Airport Frankfurt

Italiener plant System

Im Büro-, Dienstleistungs- und Einkaufszentrum ’The Squaire’ am Airport Frankfurt präsentiert Calogero Gallo (mit Sitz in Königstein) gleich zwei Varianten seines neuen Konzepts: Tavo und Tavo to go. Damit geht Gallo einen Schritt in Richtung Systemgastronomie.


Das Quickservice-Restaurant Tavo bietet seinen Gästen auf 220 qm und knapp 119 Sitzplätzen schnelle italienische Küche: Pastagerichte werden nach einer Zubereitungszeit von insgesamt drei Minuten serviert. In speziellen Woks auf Induktionsplatten garen die Mitarbeiter die Nudeln plus zuvor ausgewählten Soßen. „Zum einen können wir dem Gast mit dieser Zubereitungsvariante sein Gericht schnellstmöglich servieren, zum anderen nehmen die Nudeln viel mehr Geschmack auf, wenn sie auf diese Art in der Sauce geschwenkt werden“, erklärt Gallo.

Von Pasta Arrabiata (6,50 €) über Pesto Genovese (7,50 €) bis zur Trüffelsoße für 9,50 € reicht die Bandbreite an neun Soßen für sechs verschiedenen Pasta-Formen. Hinzu kommen fünf unterschiedlich gefüllte Teigtaschen wie Tortelloni mit Ricotta und Spinat mit fünf passenden Soßen. Der Gast sucht sich seine Kombination aus, den Preis bestimmt die Soßen-Auswahl.

Fertig gebackene Pizzastücke (3,60-4,50 €) müssen nach der Bestellung lediglich 15 Sekunden in ein High-Speed-Gerät, eine Kombination aus Grill, Mikrowelle und Induktion.
Neben Salaten und Vorspeisentellern, die in einer gewissen Anzahl bereits vorproduziert in der Vitrine bereitstehen, kommt eine Spezialität bei den täglich bis zu 200 Gästen gut an: Tavoletta – gegrilltes hauchdünnes Rinderhüftsteak mit diversen Beilagen zum Preis von 9,50 €.

Der Anspruch des Konzeptes ist es, Geschäftsleuten, Reisenden und Flughafengästen ohne lange Wartezeit italienische Speisen in hoher Qualität zu servieren. Damit kein Stau an der Kasse entsteht, erhält der Gast nach seiner Bestellung einen Pager, der ihm anzeigt, wann er sein Essen abholen kann. Der Tavo-Durchschnittsbon beträgt 14 €.
Das Take-away-Konzept Tavo to go ist ebenfalls in The Squaire untergebracht und bereits seit Anfang April 2011 geöffnet. Verschiedene Pizzastücke, belegte Brötchen und Focaccias liegen bereit. Die Gäste können außerdem aus zwei Nudelgerichten (Lasagne und Canelloni) wählen, die lediglich erhitzt werden müssen. Der Standort ist Take-away-stark: 60 % des Umsatzes.

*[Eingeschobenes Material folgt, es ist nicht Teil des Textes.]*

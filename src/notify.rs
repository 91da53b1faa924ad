//! Outbound notification payloads and the transport delivery seam
//!
//! The engine never talks to the transport directly; every operation returns
//! the notifications the transport should deliver once the engine call has
//! completed. `NotificationSink` is the async seam the transport implements.

use crate::error::Result;
use crate::types::ParticipantId;
use async_trait::async_trait;
use serde::{Deserialize, Serialize};
use tracing::warn;

/// Interactive affordance attached to a notification
#[derive(Debug, Clone, Copy, PartialEq, Eq, Serialize, Deserialize)]
pub enum Prompt {
    /// Render exactly three choices: rock, paper, scissors
    MoveSelection,
}

/// One outbound message for one recipient
#[derive(Debug, Clone, PartialEq, Eq, Serialize, Deserialize)]
pub struct Notification {
    pub recipient: ParticipantId,
    pub text: String,
    pub prompt: Option<Prompt>,
}

impl Notification {
    pub fn text(recipient: impl Into<ParticipantId>, text: impl Into<String>) -> Self {
        Self {
            recipient: recipient.into(),
            text: text.into(),
            prompt: None,
        }
    }

    pub fn with_move_prompt(recipient: impl Into<ParticipantId>, text: impl Into<String>) -> Self {
        Self {
            recipient: recipient.into(),
            text: text.into(),
            prompt: Some(Prompt::MoveSelection),
        }
    }

    /// Serialize for the transport wire
    pub fn to_bytes(&self) -> Result<Vec<u8>> {
        Ok(serde_json::to_vec(self)?)
    }

    /// Deserialize from the transport wire
    pub fn from_bytes(bytes: &[u8]) -> Result<Self> {
        Ok(serde_json::from_slice(bytes)?)
    }
}

/// Trait for delivering notifications to participants
#[async_trait]
pub trait NotificationSink: Send + Sync {
    /// Deliver a single notification to its recipient
    async fn deliver(&self, notification: Notification) -> Result<()>;
}

/// Deliver a batch, never letting one unreachable recipient block the rest
///
/// Delivery failures are logged and swallowed; an already-resolved round must
/// reach the other participant regardless.
pub async fn deliver_all(sink: &dyn NotificationSink, notifications: Vec<Notification>) {
    for notification in notifications {
        let recipient = notification.recipient.clone();
        if let Err(e) = sink.deliver(notification).await {
            warn!("Failed to deliver notification to {}: {}", recipient, e);
        }
    }
}

/// Recording sink for tests
#[derive(Debug, Default)]
pub struct RecordingSink {
    delivered: std::sync::Mutex<Vec<Notification>>,
}

impl RecordingSink {
    pub fn new() -> Self {
        Self::default()
    }

    /// All notifications delivered so far (for testing)
    pub fn delivered(&self) -> Vec<Notification> {
        self.delivered
            .lock()
            .map(|d| d.clone())
            .unwrap_or_default()
    }

    /// Notifications delivered to one recipient (for testing)
    pub fn delivered_to(&self, recipient: &str) -> Vec<Notification> {
        self.delivered()
            .into_iter()
            .filter(|n| n.recipient == recipient)
            .collect()
    }

    pub fn clear(&self) {
        if let Ok(mut delivered) = self.delivered.lock() {
            delivered.clear();
        }
    }
}

#[async_trait]
impl NotificationSink for RecordingSink {
    async fn deliver(&self, notification: Notification) -> Result<()> {
        if let Ok(mut delivered) = self.delivered.lock() {
            delivered.push(notification);
        }
        Ok(())
    }
}
//! Round resolution rules
//!
//! Pure comparison of two simultaneous moves. Rock beats scissors, scissors
//! beat paper, paper beats rock; identical moves tie.

use crate::types::{Move, Outcome};

/// Resolve a pair of moves into an outcome
///
/// Total over the 3x3 move space, no side effects, no failure modes.
pub fn resolve(first: Move, second: Move) -> Outcome {
    if first == second {
        Outcome::Tie
    } else if first.beats() == second {
        Outcome::FirstWins
    } else {
        Outcome::SecondWins
    }
}

#[cfg(test)]
mod tests {
    use super::*;
    use proptest::prelude::*;

    #[test]
    fn test_identical_moves_tie() {
        for mv in Move::ALL {
            assert_eq!(resolve(mv, mv), Outcome::Tie);
        }
    }

    #[test]
    fn test_winning_cycle() {
        assert_eq!(resolve(Move::Rock, Move::Scissors), Outcome::FirstWins);
        assert_eq!(resolve(Move::Scissors, Move::Paper), Outcome::FirstWins);
        assert_eq!(resolve(Move::Paper, Move::Rock), Outcome::FirstWins);

        assert_eq!(resolve(Move::Scissors, Move::Rock), Outcome::SecondWins);
        assert_eq!(resolve(Move::Paper, Move::Scissors), Outcome::SecondWins);
        assert_eq!(resolve(Move::Rock, Move::Paper), Outcome::SecondWins);
    }

    #[test]
    fn test_total_over_all_nine_pairs() {
        let mut ties = 0;
        for a in Move::ALL {
            for b in Move::ALL {
                match resolve(a, b) {
                    Outcome::Tie => {
                        ties += 1;
                        assert_eq!(a, b);
                    }
                    Outcome::FirstWins => assert_eq!(a.beats(), b),
                    Outcome::SecondWins => assert_eq!(b.beats(), a),
                }
            }
        }
        assert_eq!(ties, 3);
    }

    fn any_move() -> impl Strategy<Value = Move> {
        prop::sample::select(Move::ALL.to_vec())
    }

    proptest! {
        #[test]
        fn prop_resolution_is_antisymmetric(a in any_move(), b in any_move()) {
            let forward = resolve(a, b);
            let reverse = resolve(b, a);
            match forward {
                Outcome::Tie => prop_assert_eq!(reverse, Outcome::Tie),
                Outcome::FirstWins => prop_assert_eq!(reverse, Outcome::SecondWins),
                Outcome::SecondWins => prop_assert_eq!(reverse, Outcome::FirstWins),
            }
        }

        #[test]
        fn prop_every_move_beats_exactly_one(a in any_move()) {
            let beaten: Vec<Move> = Move::ALL
                .into_iter()
                .filter(|b| resolve(a, *b) == Outcome::FirstWins)
                .collect();
            prop_assert_eq!(beaten, vec![a.beats()]);
        }
    }
}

Das Design der beiden Tavos wurde zusammen mit der italienische Costa Group entwickelt. Die verwendeten Farben sind gedeckt und es wurde viel Wert auf authentisches italienisches und zeitloses Flair gelegt. Kupfertöpfe und -pfannen, Pflanzen und weitere Details sorgen für eine gemütliche Atmosphäre in beiden Standorten. „Wir möchten unseren Gästen mediterranes Lebensgefühl vermitteln – 300 % Italy“ bestätigt Gallo.

Zwei Jahre lang hat Gallo an Tavo und Tavo to go gefeilt, die Abläufe systematisiert und ein Handbuch geschrieben.

Gallo betreibt im Standort The Squaire noch ein drittes Konzept, welches Mitte Oktober eröffnet. Lucullus Nero, eine moderne Restaurant/Lounge/Bar mit bekanntem Konzept aus dem ersten Restaurant am Frankfurter Westhafen und mediterranen Spezialitäten, neu interpretiert.

Sind alle Büroräume in The Squaire vermietet und haben die Hotels geöffnet, rechnen die Betreiber des Komplexes mit einer täglichen Frequenz von 10.000 Menschen, davon 7.000 Mitarbeiter in den Büros. Nach Fertigstellung aller Baumaßnahmen erhält der Tavo-to-go-Standort eine deutliche Aufwertung: hier wird der Haupteingang des gesamten Gebäudes errichtet.

Die jährlichen Umsatzerwartungen setzt der Unternehmer für Tavo to go bei 500.000 € an, für Tavo und Lucullus Nero jeweils bei 1,5 Mio. € – vorausgesetzt die notwendige Frequenz im Gebäude wird erreicht. In die drei Betriebe hat er rund 1,8 Mio. € investiert.